-- Opening Marker --

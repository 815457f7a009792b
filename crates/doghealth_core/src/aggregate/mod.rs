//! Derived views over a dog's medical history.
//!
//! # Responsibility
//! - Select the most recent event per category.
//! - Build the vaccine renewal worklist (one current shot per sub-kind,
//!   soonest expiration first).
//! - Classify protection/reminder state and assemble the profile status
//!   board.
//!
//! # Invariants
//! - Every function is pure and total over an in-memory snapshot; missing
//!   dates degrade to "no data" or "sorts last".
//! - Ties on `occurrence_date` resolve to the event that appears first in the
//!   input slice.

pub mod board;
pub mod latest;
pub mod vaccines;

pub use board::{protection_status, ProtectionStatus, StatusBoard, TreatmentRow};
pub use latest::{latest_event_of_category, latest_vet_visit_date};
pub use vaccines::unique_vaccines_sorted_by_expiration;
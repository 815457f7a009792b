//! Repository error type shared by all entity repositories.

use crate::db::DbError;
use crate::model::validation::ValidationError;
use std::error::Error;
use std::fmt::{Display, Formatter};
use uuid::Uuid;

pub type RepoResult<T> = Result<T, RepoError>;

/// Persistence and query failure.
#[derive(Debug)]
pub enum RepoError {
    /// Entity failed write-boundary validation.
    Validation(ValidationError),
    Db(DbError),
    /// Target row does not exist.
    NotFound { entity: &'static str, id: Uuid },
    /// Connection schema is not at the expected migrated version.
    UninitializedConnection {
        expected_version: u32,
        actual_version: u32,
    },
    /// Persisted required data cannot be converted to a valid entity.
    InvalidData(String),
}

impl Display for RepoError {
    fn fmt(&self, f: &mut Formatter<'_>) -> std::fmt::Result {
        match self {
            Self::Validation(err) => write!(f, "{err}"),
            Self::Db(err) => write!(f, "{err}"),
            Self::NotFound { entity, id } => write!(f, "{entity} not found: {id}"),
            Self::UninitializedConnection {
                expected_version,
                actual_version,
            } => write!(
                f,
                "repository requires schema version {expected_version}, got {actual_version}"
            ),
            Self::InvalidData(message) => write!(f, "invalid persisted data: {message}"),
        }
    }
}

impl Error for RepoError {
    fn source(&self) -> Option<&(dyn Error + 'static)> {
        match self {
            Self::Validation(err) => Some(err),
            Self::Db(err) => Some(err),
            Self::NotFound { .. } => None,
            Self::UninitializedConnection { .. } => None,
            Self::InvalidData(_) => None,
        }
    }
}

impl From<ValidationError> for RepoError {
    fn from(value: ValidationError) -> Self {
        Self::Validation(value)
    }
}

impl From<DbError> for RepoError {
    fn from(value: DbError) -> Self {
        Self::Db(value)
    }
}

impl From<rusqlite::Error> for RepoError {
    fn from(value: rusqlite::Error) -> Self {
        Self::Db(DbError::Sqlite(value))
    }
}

-- Closing Marker --

Exercise description: Take every line in the preceding listing that contains "type" and copy it.

Output of the task:
//! Repository error type shared by all entity repositories.
pub type RepoResult<T> = Result<T, RepoError>;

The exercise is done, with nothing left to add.